The oldest recognized proxies for low atmospheric oxygen are massive iron-rich deposits. Following the rise of oxygen during the Great Oxidation Event, massive iron formations largely disappear from the geologic record, only to reappear in a pulse ~1.88 Ga, which is also associated with distinctive fossil morphologies and unique biotic assemblages not documented in older strata. This resurgence of iron deposition has been attributed to changing ocean dynamics, atmospheric oxygen, or ocean chemistry triggered by intense volcanism.
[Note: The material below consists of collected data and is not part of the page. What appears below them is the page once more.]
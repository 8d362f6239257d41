//! datacrew command implementations

use anyhow::{Context, Result};
use serde_json::Value;
use std::io::Write;
use std::sync::{Arc, Mutex};
use tokio_util::sync::CancellationToken;
use tracing::{debug, info, warn};
use uuid::Uuid;

use datacrew_agent::crew::{self, PRESETS};
use datacrew_agent::{
    AgentDefinition, Confirmer, RunConfig, RunOutput, RunResult, Runner, SharedContext,
    StdinConfirmer,
};
use datacrew_config::{self, Config};
use datacrew_events::RunEvent;
use datacrew_memory::{Turn, TranscriptStore};
use datacrew_provider::OpenAiCompatProvider;

/// Longest tool output echoed while streaming
const MAX_STREAMED_OUTPUT: usize = 400;

/// Create config and data directory
pub async fn init_command() -> Result<()> {
    println!("◆ Initializing datacrew...");
    println!("━━━━━━━━━━━━━━━━━━━━━━━━━━━");

    let config = datacrew_config::init().await?;

    println!("\n◆ datacrew initialized");
    println!("Config:     {}", datacrew_config::config_path().display());
    println!("Transcript: {}", config.transcript_path().display());
    println!("\nNext steps:");
    println!("  1. Add your API key to ~/.datacrew/config.json (or set OPENAI_API_KEY)");
    println!("  2. Point database.url at your SQLite database");
    println!("  3. Ask a question: datacrew ask \"How many users signed up last month?\"");

    Ok(())
}

/// Answer one question and exit
pub async fn ask_command(agent_name: &str, question: &str, stream: bool) -> Result<()> {
    let config = Config::load().await?;
    let confirmer: Arc<dyn Confirmer> = Arc::new(StdinConfirmer);
    let agent = resolve_agent(agent_name, &config.default_model(), confirmer)?;
    let provider = Arc::new(build_provider(&config)?);

    let mut memory =
        TranscriptStore::load_with_max_turns(config.transcript_path(), config.memory.max_turns)
            .await;
    let interrupt = Interrupt::install();

    let result = ask_once(&provider, &config, &agent, question, stream, &mut memory, &interrupt)
        .await?;
    println!("{}", render_output(&result));

    Ok(())
}

/// Interactive session
pub async fn chat_command(agent_name: &str) -> Result<()> {
    let config = Config::load().await?;
    let confirmer: Arc<dyn Confirmer> = Arc::new(StdinConfirmer);
    let model = config.default_model();
    let mut agent = resolve_agent(agent_name, &model, Arc::clone(&confirmer))?;
    let provider = Arc::new(build_provider(&config)?);

    let mut memory =
        TranscriptStore::load_with_max_turns(config.transcript_path(), config.memory.max_turns)
            .await;
    let interrupt = Interrupt::install();

    println!("◆ Interactive mode with {} (type 'help' for commands)", agent.name);
    println!("━━━━━━━━━━━━━━━━━━━━━━━━━━━━━━━━━━━━━━━━");

    loop {
        let Some(input) = prompt(&format!("◆ {} > ", agent.name))? else {
            break;
        };

        match parse_chat_line(&input) {
            ChatCommand::Empty => continue,
            ChatCommand::Exit => break,
            ChatCommand::Help => print_chat_help(),
            ChatCommand::Clear => {
                print!("\x1B[2J\x1B[1;1H");
                std::io::stdout().flush()?;
            }
            ChatCommand::Memory => print_turns(memory.turns(), None),
            ChatCommand::Reset => {
                memory.reset().await?;
                println!("◆ Memory cleared");
            }
            ChatCommand::Switch(name) => {
                let name = match name {
                    Some(name) => name,
                    None => {
                        println!("Agents: {}", PRESETS.join(", "));
                        match prompt("Agent: ")? {
                            Some(name) => name,
                            None => break,
                        }
                    }
                };
                match resolve_agent(&name, &model, Arc::clone(&confirmer)) {
                    Ok(next) => {
                        agent = next;
                        println!("◆ Switched to {}", agent.name);
                    }
                    Err(e) => println!("✗ {}", e),
                }
            }
            ChatCommand::Ask { question, stream } => {
                match ask_once(&provider, &config, &agent, &question, stream, &mut memory, &interrupt)
                    .await
                {
                    Ok(result) => println!("{}\n", render_output(&result)),
                    Err(e) => println!("✗ {:#}\n", e),
                }
            }
        }
    }

    if let Err(e) = memory.persist().await {
        warn!("Failed to save transcript: {}", e);
    }
    println!("◆ Goodbye");

    Ok(())
}

/// Print the stored transcript
pub async fn memory_show_command(limit: Option<usize>) -> Result<()> {
    let config = Config::load().await?;
    let memory =
        TranscriptStore::load_with_max_turns(config.transcript_path(), config.memory.max_turns)
            .await;

    if memory.is_empty() {
        println!("No conversation history");
    } else {
        print_turns(memory.turns(), limit);
    }

    Ok(())
}

/// Delete the stored transcript
pub async fn memory_reset_command() -> Result<()> {
    let config = Config::load().await?;
    let mut memory =
        TranscriptStore::load_with_max_turns(config.transcript_path(), config.memory.max_turns)
            .await;

    let removed = memory.len();
    memory
        .reset()
        .await
        .with_context(|| format!("Failed to reset {}", memory.path().display()))?;
    println!("◆ Memory cleared ({} turns removed)", removed);

    Ok(())
}

/// Show configuration status
pub async fn status_command() -> Result<()> {
    let config_path = datacrew_config::config_path();

    println!("◆ datacrew Status");
    println!("━━━━━━━━━━━━━━━━━━━━━━━━━━━");

    println!(
        "Config:     {} {}",
        config_path.display(),
        if config_path.exists() {
            "[OK]"
        } else {
            "[Missing]"
        }
    );

    let config = Config::load().await?;
    println!("Model:      {}", config.default_model());
    println!(
        "API Key:    {}",
        if config.has_api_key() {
            "[Set]"
        } else {
            "[Missing]"
        }
    );
    println!("Database:   {}", config.database.url);
    println!("Dashboard:  {}", config.dashboard.url);
    println!(
        "Limits:     {} turns, {} delegation levels",
        config.max_turns(),
        config.max_delegation_depth()
    );

    let transcript = config.transcript_path();
    match TranscriptStore::read_snapshot(&transcript).await {
        Ok(Some(snapshot)) => println!(
            "Memory:     {} ({} turns)",
            transcript.display(),
            snapshot.len()
        ),
        Ok(None) => println!("Memory:     {} [Empty]", transcript.display()),
        Err(e) => println!("Memory:     {} [Unreadable: {}]", transcript.display(), e),
    }
    println!("Agents:     {}", PRESETS.join(", "));

    println!("\n◆ Ready");

    Ok(())
}

fn build_provider(config: &Config) -> Result<OpenAiCompatProvider> {
    let api_key = config
        .api_key()
        .context("No API key configured. Set one in ~/.datacrew/config.json or OPENAI_API_KEY")?;
    Ok(OpenAiCompatProvider::new(
        api_key,
        config.api_base(),
        Some(config.default_model()),
    ))
}

fn resolve_agent(
    name: &str,
    model: &str,
    confirmer: Arc<dyn Confirmer>,
) -> Result<AgentDefinition> {
    match crew::preset(name, model, confirmer) {
        Some(agent) => Ok(agent?),
        None => anyhow::bail!(
            "Unknown agent '{}'. Choose one of: {}",
            name.trim(),
            PRESETS.join(", ")
        ),
    }
}

/// One question, one fresh context
async fn ask_once(
    provider: &Arc<OpenAiCompatProvider>,
    config: &Config,
    agent: &AgentDefinition,
    question: &str,
    stream: bool,
    memory: &mut TranscriptStore,
    interrupt: &Interrupt,
) -> Result<RunResult> {
    let mut runner =
        Runner::with_shared_provider(Arc::clone(provider), RunConfig::from_config(config))
            .with_cancellation(interrupt.arm());

    let renderer = if stream {
        let run_id = Uuid::new_v4().to_string();
        debug!("◆ STREAMING RUN {}", run_id);
        let (events, stream) = datacrew_events::channel(run_id);
        runner = runner.with_events(events);
        Some(tokio::spawn(stream.dispatch(|stamped| {
            if let Some(line) = render_event(&stamped.event) {
                println!("{}", line);
            }
        })))
    } else {
        None
    };

    let mut ctx = SharedContext::from_config(config);
    let result = runner.run_with_memory(agent, question, &mut ctx, memory).await;
    interrupt.disarm();

    // closes the stream so the renderer can finish
    drop(runner);
    if let Some(renderer) = renderer {
        if let Err(e) = renderer.await {
            warn!("Event renderer stopped: {}", e);
        }
    }

    Ok(result?)
}

/// Ctrl-C cancels the active run; with no run active it exits
struct Interrupt {
    active: Arc<Mutex<Option<CancellationToken>>>,
}

impl Interrupt {
    fn install() -> Self {
        let active: Arc<Mutex<Option<CancellationToken>>> = Arc::new(Mutex::new(None));
        let watched = Arc::clone(&active);

        tokio::spawn(async move {
            while tokio::signal::ctrl_c().await.is_ok() {
                let token = watched.lock().ok().and_then(|mut slot| slot.take());
                match token {
                    Some(token) => {
                        info!("◆ INTERRUPTED, CANCELLING RUN");
                        token.cancel();
                    }
                    None => {
                        println!();
                        std::process::exit(130);
                    }
                }
            }
        });

        Self { active }
    }

    fn arm(&self) -> CancellationToken {
        let token = CancellationToken::new();
        if let Ok(mut slot) = self.active.lock() {
            *slot = Some(token.clone());
        }
        token
    }

    fn disarm(&self) {
        if let Ok(mut slot) = self.active.lock() {
            slot.take();
        }
    }
}

/// Read one line from stdin; `None` at end of input
fn prompt(label: &str) -> Result<Option<String>> {
    print!("{}", label);
    std::io::stdout().flush()?;

    let mut input = String::new();
    if std::io::stdin().read_line(&mut input)? == 0 {
        return Ok(None);
    }
    Ok(Some(input))
}

fn print_chat_help() {
    println!("Commands:");
    println!("  <question>        ask the current agent");
    println!("  <question> --s    ask and show tool calls as they happen");
    println!("  switch [agent]    change agent ({})", PRESETS.join(", "));
    println!("  memory            show the conversation so far");
    println!("  reset             forget the conversation");
    println!("  clear             clear the screen");
    println!("  exit | quit | q   leave");
}

fn print_turns(turns: &[Turn], limit: Option<usize>) {
    let skip = limit.map_or(0, |n| turns.len().saturating_sub(n));
    for turn in &turns[skip..] {
        println!("[{}] {}", turn.role, turn.content);
    }
}

#[derive(Debug, Clone, PartialEq, Eq)]
enum ChatCommand {
    Empty,
    Exit,
    Help,
    Clear,
    Memory,
    Reset,
    Switch(Option<String>),
    Ask { question: String, stream: bool },
}

/// Interpret one line of interactive input. A trailing `--s` asks with
/// streamed events.
fn parse_chat_line(line: &str) -> ChatCommand {
    let line = line.trim();
    if line.is_empty() {
        return ChatCommand::Empty;
    }

    match line.to_ascii_lowercase().as_str() {
        "exit" | "quit" | "q" => return ChatCommand::Exit,
        "help" => return ChatCommand::Help,
        "clear" => return ChatCommand::Clear,
        "memory" => return ChatCommand::Memory,
        "reset" => return ChatCommand::Reset,
        "switch" => return ChatCommand::Switch(None),
        _ => {}
    }

    if let Some(prefix) = line.get(..7) {
        if prefix.eq_ignore_ascii_case("switch ") {
            return ChatCommand::Switch(Some(line[7..].trim().to_string()));
        }
    }

    let (question, stream) = match line.strip_suffix("--s") {
        Some(question) => (question.trim_end(), true),
        None => (line, false),
    };
    if question.is_empty() {
        return ChatCommand::Empty;
    }

    ChatCommand::Ask {
        question: question.to_string(),
        stream,
    }
}

/// One line (or block) of streamed output per event
fn render_event(event: &RunEvent) -> Option<String> {
    match event {
        RunEvent::TextDelta { agent, delta } => {
            if delta.trim().is_empty() {
                None
            } else {
                Some(format!("[{}] {}", agent, delta))
            }
        }
        RunEvent::AgentSwitched { to, .. } => Some(format!("◆ Agent switched to {}", to)),
        RunEvent::ToolCallStarted {
            tool, arguments, ..
        } => Some(format!("→ Tool called: {}\n  Arguments: {}", tool, arguments)),
        RunEvent::ToolCallFinished {
            tool,
            output,
            is_error,
            ..
        } => {
            if *is_error {
                Some(format!("✗ {} failed: {}", tool, output))
            } else {
                Some(format!("← Tool output: {}", truncate(output, MAX_STREAMED_OUTPUT)))
            }
        }
        RunEvent::RunFailed { agent, reason } => Some(format!("✗ {} failed: {}", agent, reason)),
        RunEvent::RunCompleted { agent, .. } => Some(format!("◆ Run complete ({})", agent)),
    }
}

/// Final answer, one section per structured field
fn render_output(result: &RunResult) -> String {
    let body = match &result.output {
        RunOutput::Text(text) => text.clone(),
        RunOutput::Structured(Value::Object(fields)) => fields
            .iter()
            .map(|(key, value)| format!("{}:\n{}", section_title(key), render_value(value)))
            .collect::<Vec<_>>()
            .join("\n\n"),
        RunOutput::Structured(other) => render_value(other),
    };
    format!("\n◆ {}\n{}", result.agent, body)
}

fn section_title(field: &str) -> String {
    match field {
        "sql_query" => "SQL query".to_string(),
        "query_results" => "Results".to_string(),
        "chart_link" => "Chart".to_string(),
        "baseline_model_results" => "Overview".to_string(),
        "best_model" => "Best model".to_string(),
        "feature_importance" => "Feature importance".to_string(),
        "next_steps" => "Next steps".to_string(),
        other => {
            let spaced = other.replace('_', " ");
            let mut chars = spaced.chars();
            match chars.next() {
                Some(first) => first.to_uppercase().chain(chars).collect(),
                None => spaced,
            }
        }
    }
}

fn render_value(value: &Value) -> String {
    match value {
        Value::String(text) => text.clone(),
        other => serde_json::to_string_pretty(other).unwrap_or_else(|_| other.to_string()),
    }
}

fn truncate(text: &str, max: usize) -> String {
    match text.char_indices().nth(max) {
        Some((cut, _)) => format!("{}…", &text[..cut]),
        None => text.to_string(),
    }
}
However, the lack of high-resolution age constraints have hampered questions about correlations between the various deposits and causation mechanisms. Here we report new U-Pb zircon LA-ICP-MS and CA-ID-TIMS eruptive ages from the Emperor Volcanics in the Gogebic Range near Lake Superior that both inter-finger with iron formation and overlie the Ironwood Iron formation. These new ages predate the previously considered regional time-calibration and allow for a revaluation of the link between tectonic setting and iron deposition, critical to assessing continuous vs. pulsed iron formation scenarios and determining mechanisms that trigger large changes in ocean redox and iron deposition. Furthermore, high-resolution eruptive ages reported here from units associated with post-GOE iron formations provide key tie-points to construct a refined temporal global framework to compare the Gunflint and Sokoman Iron formations from the Superior Craton and the Frere Iron Formation from Australia. By synthesizing this compilation with existing paleomagnetic datasets and global proxies for atmospheric and oceanic redox, we highlight the possible global paleogeographic context for massive iron deposition and implications for the co-evolution of life.